Could you write out the lines below exactly, beginning with the first and finishing with the one that contains "pub fn bins(&self)"?

[Given data]
□ □ □ □ □

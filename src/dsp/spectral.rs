//! Spectral matching
//!
//! Derives a linear-phase correction filter per analysis channel (mid and
//! side) from the averaged magnitude spectra of target and reference, and
//! applies it to the full-length target by overlap-save convolution.
//!
//! # Algorithm
//! 1. Split the stereo buffer into mid (L+R)/2 and side (L-R)/2.
//! 2. Average Hann-windowed magnitude spectra over overlapping frames.
//! 3. Per bin, take the level-compensated ratio reference / target.
//! 4. Smooth the ratio (in dB) over a fractional-octave window and clip it.
//! 5. Inverse-transform, centre and window it into an `fft_size` kernel.
//! 6. Convolve mid and side with their kernels and rebuild L/R.

use rayon::prelude::*;
use rustfft::{num_complex::Complex, FftPlanner};
use serde::{Deserialize, Serialize};
use tracing::debug;

use crate::config::Config;
use crate::engine::buffer::{db_to_linear, linear_to_db, AudioBuffer};

/// Frames summed sequentially by one parallel task
///
/// Fixed grouping keeps the summation order, and so the result, independent
/// of the thread count.
const FRAMES_PER_TASK: usize = 32;

// ============================================================================
// Spectra
// ============================================================================

/// Averaged magnitude spectra of the two analysis channels
#[derive(Debug, Clone, PartialEq, Serialize, Deserialize)]
pub struct StereoSpectrum {
    /// Mid channel, `fft_size / 2 + 1` bins
    pub mid: Vec<f32>,
    /// Side channel, `fft_size / 2 + 1` bins
    pub side: Vec<f32>,
}

impl StereoSpectrum {
    /// Number of frequency bins per channel
    pub fn bins(&self) -> usize {
        self.mid.len()
    }

    /// Check that both channels hold finite, non-negative magnitudes
    pub fn is_well_formed(&self) -> bool {
        self.mid.len() == self.side.len()
            && self
                .mid
                .iter()
                .chain(&self.side)
                .all(|m| m.is_finite() && *m >= 0.0)
    }
}

/// Periodic Hann window of length `len`
pub fn periodic_hann(len: usize) -> Vec<f32> {
    (0..len)
        .map(|n| {
            let phase = 2.0 * std::f64::consts::PI * n as f64 / len as f64;
            (0.5 - 0.5 * phase.cos()) as f32
        })
        .collect()
}

/// Mean magnitude spectrum of `signal` over Hann-windowed frames
///
/// Frames start every `hop` samples; a signal shorter than one frame is
/// zero-padded into a single frame.
pub fn average_magnitude(signal: &[f32], fft_size: usize, hop: usize) -> Vec<f32> {
    let bins = fft_size / 2 + 1;
    let frame_count = if signal.len() >= fft_size {
        1 + (signal.len() - fft_size) / hop.max(1)
    } else {
        1
    };

    let window = periodic_hann(fft_size);
    let fft = FftPlanner::<f32>::new().plan_fft_forward(fft_size);
    let starts: Vec<usize> = (0..frame_count).map(|f| f * hop).collect();

    let partials: Vec<Vec<f64>> = starts
        .par_chunks(FRAMES_PER_TASK)
        .map(|group| {
            let mut frame = vec![Complex::new(0.0_f32, 0.0); fft_size];
            let mut scratch = vec![Complex::new(0.0_f32, 0.0); fft.get_inplace_scratch_len()];
            let mut sums = vec![0.0_f64; bins];

            for &start in group {
                for (i, slot) in frame.iter_mut().enumerate() {
                    let sample = signal.get(start + i).copied().unwrap_or(0.0);
                    *slot = Complex::new(sample * window[i], 0.0);
                }
                fft.process_with_scratch(&mut frame, &mut scratch);
                for (acc, bin) in sums.iter_mut().zip(&frame[..bins]) {
                    *acc += bin.norm() as f64;
                }
            }
            sums
        })
        .collect();

    let mut total = vec![0.0_f64; bins];
    for partial in &partials {
        for (t, p) in total.iter_mut().zip(partial) {
            *t += p;
        }
    }

    total
        .into_iter()
        .map(|t| (t / frame_count as f64) as f32)
        .collect()
}

/// Fractional-octave moving average over frequency bins
///
/// Bin `k` is replaced by the mean of bins `k / w ..= k * w` with
/// `w = 2^(octaves / 2)`. DC takes the value of bin 1.
pub fn smooth_log_frequency(values: &[f32], octaves: f32) -> Vec<f32> {
    let n = values.len();
    if n < 3 || octaves <= 0.0 {
        return values.to_vec();
    }

    let mut prefix = vec![0.0_f64; n + 1];
    for (i, &v) in values.iter().enumerate() {
        prefix[i + 1] = prefix[i] + v as f64;
    }

    let width = 2.0_f64.powf(octaves as f64 / 2.0);
    let mut smoothed: Vec<f32> = (0..n)
        .map(|k| {
            if k == 0 {
                return 0.0;
            }
            let lo = ((k as f64 / width).round() as usize).clamp(1, k);
            let hi = ((k as f64 * width).round() as usize).clamp(k, n - 1);
            ((prefix[hi + 1] - prefix[lo]) / (hi + 1 - lo) as f64) as f32
        })
        .collect();
    smoothed[0] = smoothed[1];
    smoothed
}

// ============================================================================
// Correction Filter
// ============================================================================

/// Frequency-domain gain curve and its linear-phase FIR kernel
#[derive(Debug, Clone, PartialEq)]
pub struct CorrectionFilter {
    gains: Vec<f32>,
    kernel: Vec<f32>,
}

impl CorrectionFilter {
    /// Build the kernel for a gain curve of `fft_size / 2 + 1` bins
    ///
    /// The zero-phase response is inverse-transformed, rotated so its peak
    /// sits at `fft_size / 2`, and windowed, giving a symmetric kernel of
    /// exactly `fft_size` taps.
    pub fn from_gains(gains: Vec<f32>) -> Self {
        let fft_size = gains.len().saturating_sub(1) * 2;
        if fft_size == 0 {
            return Self {
                gains,
                kernel: vec![1.0],
            };
        }
        let half = fft_size / 2;

        let mut spectrum: Vec<Complex<f32>> = (0..fft_size)
            .map(|k| {
                let bin = if k <= half { k } else { fft_size - k };
                Complex::new(gains[bin], 0.0)
            })
            .collect();
        FftPlanner::<f32>::new()
            .plan_fft_inverse(fft_size)
            .process(&mut spectrum);

        let scale = 1.0 / fft_size as f32;
        let window = periodic_hann(fft_size);
        let kernel = (0..fft_size)
            .map(|n| spectrum[(n + half) % fft_size].re * scale * window[n])
            .collect();

        Self { gains, kernel }
    }

    /// Pass-through filter: unity gain at every bin
    pub fn flat(fft_size: usize) -> Self {
        Self::from_gains(vec![1.0; fft_size / 2 + 1])
    }

    /// Smoothed, clipped linear gain per bin
    pub fn gains(&self) -> &[f32] {
        &self.gains
    }

    /// FIR taps
    pub fn kernel(&self) -> &[f32] {
        &self.kernel
    }

    /// Number of taps
    pub fn len(&self) -> usize {
        self.kernel.len()
    }

    /// True for a degenerate filter without taps
    pub fn is_empty(&self) -> bool {
        self.kernel.is_empty()
    }

    /// Check that gains and taps are all finite
    pub fn is_finite(&self) -> bool {
        self.gains.iter().chain(&self.kernel).all(|v| v.is_finite())
    }

    /// Magnitude response of the kernel in dB, one value per bin
    pub fn magnitude_response_db(&self) -> Vec<f32> {
        let n = self.kernel.len();
        let mut spectrum: Vec<Complex<f32>> =
            self.kernel.iter().map(|&t| Complex::new(t, 0.0)).collect();
        FftPlanner::<f32>::new()
            .plan_fft_forward(n)
            .process(&mut spectrum);
        spectrum[..n / 2 + 1]
            .iter()
            .map(|c| linear_to_db(c.norm()))
            .collect()
    }

    /// Largest deviation of the kernel's response from 0 dB
    pub fn max_deviation_db(&self) -> f32 {
        self.magnitude_response_db()
            .into_iter()
            .map(f32::abs)
            .fold(0.0_f32, f32::max)
    }
}

/// Correction filters for both analysis channels
#[derive(Debug, Clone, PartialEq)]
pub struct CorrectionFilters {
    pub mid: CorrectionFilter,
    pub side: CorrectionFilter,
}

impl CorrectionFilters {
    /// Check both filters for finite values
    pub fn is_finite(&self) -> bool {
        self.mid.is_finite() && self.side.is_finite()
    }

    /// Largest deviation from a flat response across both filters
    pub fn max_deviation_db(&self) -> f32 {
        self.mid.max_deviation_db().max(self.side.max_deviation_db())
    }
}

// ============================================================================
// Convolution
// ============================================================================

/// Convolve `signal` with `kernel`, aligned on the kernel centre
///
/// Output sample `n` is `sum_j kernel[j] * signal[n + len/2 - j]`, so a
/// centred linear-phase kernel introduces no delay. Uses overlap-save with
/// disjoint output blocks computed in parallel.
pub fn convolve_same(signal: &[f32], kernel: &[f32]) -> Vec<f32> {
    let taps = kernel.len();
    if signal.is_empty() || taps == 0 {
        return vec![0.0; signal.len()];
    }
    let center = taps / 2;
    let n = (2 * taps).next_power_of_two();
    let block = n - taps + 1;

    let mut planner = FftPlanner::<f32>::new();
    let forward = planner.plan_fft_forward(n);
    let inverse = planner.plan_fft_inverse(n);
    let scratch_len = forward
        .get_inplace_scratch_len()
        .max(inverse.get_inplace_scratch_len());

    let mut response: Vec<Complex<f32>> = kernel
        .iter()
        .map(|&t| Complex::new(t, 0.0))
        .chain(std::iter::repeat(Complex::new(0.0, 0.0)))
        .take(n)
        .collect();
    forward.process(&mut response);

    let scale = 1.0 / n as f32;
    let mut output = vec![0.0_f32; signal.len()];

    output
        .par_chunks_mut(block)
        .enumerate()
        .for_each_init(
            || {
                (
                    vec![Complex::new(0.0_f32, 0.0); n],
                    vec![Complex::new(0.0_f32, 0.0); scratch_len],
                )
            },
            |(segment, scratch), (index, chunk)| {
                let start = (index * block + center) as isize - (taps as isize - 1);
                for (i, slot) in segment.iter_mut().enumerate() {
                    let pos = start + i as isize;
                    let sample = if pos >= 0 {
                        signal.get(pos as usize).copied().unwrap_or(0.0)
                    } else {
                        0.0
                    };
                    *slot = Complex::new(sample, 0.0);
                }

                forward.process_with_scratch(segment, scratch);
                for (bin, h) in segment.iter_mut().zip(&response) {
                    *bin *= h;
                }
                inverse.process_with_scratch(segment, scratch);

                for (t, out) in chunk.iter_mut().enumerate() {
                    *out = segment[taps - 1 + t].re * scale;
                }
            },
        );

    output
}

// ============================================================================
// Spectral Matcher
// ============================================================================

/// Matches the long-term frequency balance of a target to a reference
pub struct SpectralMatcher<'a> {
    config: &'a Config,
}

impl<'a> SpectralMatcher<'a> {
    pub fn new(config: &'a Config) -> Self {
        Self { config }
    }

    /// Average mid and side magnitude spectra of a stereo buffer
    pub fn analyze(&self, buffer: &AudioBuffer) -> StereoSpectrum {
        let (mid, side) = buffer.to_mid_side();
        let (fft_size, hop) = (self.config.fft_size, self.config.hop_size());
        let (mid, side) = rayon::join(
            || average_magnitude(&mid, fft_size, hop),
            || average_magnitude(&side, fft_size, hop),
        );
        StereoSpectrum { mid, side }
    }

    /// Design correction filters from target and reference spectra
    ///
    /// `target_level` and `reference_level` are the stereo RMS levels the
    /// spectra were measured at; the reference is rescaled by their ratio so
    /// the filters correct balance, not overall level.
    pub fn design(
        &self,
        target: &StereoSpectrum,
        target_level: f32,
        reference: &StereoSpectrum,
        reference_level: f32,
    ) -> CorrectionFilters {
        let eps = self.config.min_value;
        let level = if target_level > eps && reference_level > eps {
            target_level / reference_level
        } else {
            1.0
        };

        let (mid, side) = rayon::join(
            || self.design_channel(&target.mid, &reference.mid, level),
            || self.design_channel(&target.side, &reference.side, level),
        );
        CorrectionFilters { mid, side }
    }

    fn design_channel(&self, target: &[f32], reference: &[f32], level: f32) -> CorrectionFilter {
        let eps = self.config.min_value;
        let ratio_db: Vec<f32> = target
            .iter()
            .zip(reference)
            .map(|(&t, &r)| 20.0 * ((r * level + eps) / (t + eps)).log10())
            .collect();

        let smoothed = smooth_log_frequency(&ratio_db, self.config.smoothing_octaves);
        let gains = smoothed
            .into_iter()
            .map(|db| db_to_linear(db.clamp(-self.config.max_cut_db, self.config.max_boost_db)))
            .collect();

        CorrectionFilter::from_gains(gains)
    }

    /// Filter the target with the given correction filters
    pub fn apply(&self, target: &AudioBuffer, filters: &CorrectionFilters) -> AudioBuffer {
        let (mid, side) = target.to_mid_side();
        let (mid, side) = rayon::join(
            || convolve_same(&mid, filters.mid.kernel()),
            || convolve_same(&side, filters.side.kernel()),
        );
        AudioBuffer::from_mid_side(&mid, &side, target.sample_rate())
    }

    /// Analyze the target, design the filters and apply them
    pub fn match_to(
        &self,
        target: &AudioBuffer,
        reference: &StereoSpectrum,
        reference_level: f32,
    ) -> (AudioBuffer, CorrectionFilters) {
        let spectrum = self.analyze(target);
        let filters = self.design(&spectrum, target.rms(), reference, reference_level);
        debug!(
            "Correction filters designed: {} taps, max deviation {:.2} dB",
            filters.mid.len(),
            filters.max_deviation_db()
        );
        let corrected = self.apply(target, &filters);
        (corrected, filters)
    }
}

// ============================================================================
// Tests
// ============================================================================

□ □ □ □ □

[Output of the exercise]
filename src/dsp/spectral.rs
//! Spectral matching
//!
//! Derives a linear-phase correction filter per analysis channel (mid and
//! side) from the averaged magnitude spectra of target and reference, and
//! applies it to the full-length target by overlap-save convolution.
//!
//! # Algorithm
//! 1. Split the stereo buffer into mid (L+R)/2 and side (L-R)/2.
//! 2. Average Hann-windowed magnitude spectra over overlapping frames.
//! 3. Per bin, take the level-compensated ratio reference / target.
//! 4. Smooth the ratio (in dB) over a fractional-octave window and clip it.
//! 5. Inverse-transform, centre and window it into an `fft_size` kernel.
//! 6. Convolve mid and side with their kernels and rebuild L/R.

use rayon::prelude::*;
use rustfft::{num_complex::Complex, FftPlanner};
use serde::{Deserialize, Serialize};
use tracing::debug;

use crate::config::Config;
use crate::engine::buffer::{db_to_linear, linear_to_db, AudioBuffer};

/// Frames summed sequentially by one parallel task
///
/// Fixed grouping keeps the summation order, and so the result, independent
/// of the thread count.
const FRAMES_PER_TASK: usize = 32;

// ============================================================================
// Spectra
// ============================================================================

/// Averaged magnitude spectra of the two analysis channels
#[derive(Debug, Clone, PartialEq, Serialize, Deserialize)]
pub struct StereoSpectrum {
    /// Mid channel, `fft_size / 2 + 1` bins
    pub mid: Vec<f32>,
    /// Side channel, `fft_size / 2 + 1` bins
    pub side: Vec<f32>,
}

impl StereoSpectrum {
    /// Number of frequency bins per channel
    pub fn bins(&self) -> usize {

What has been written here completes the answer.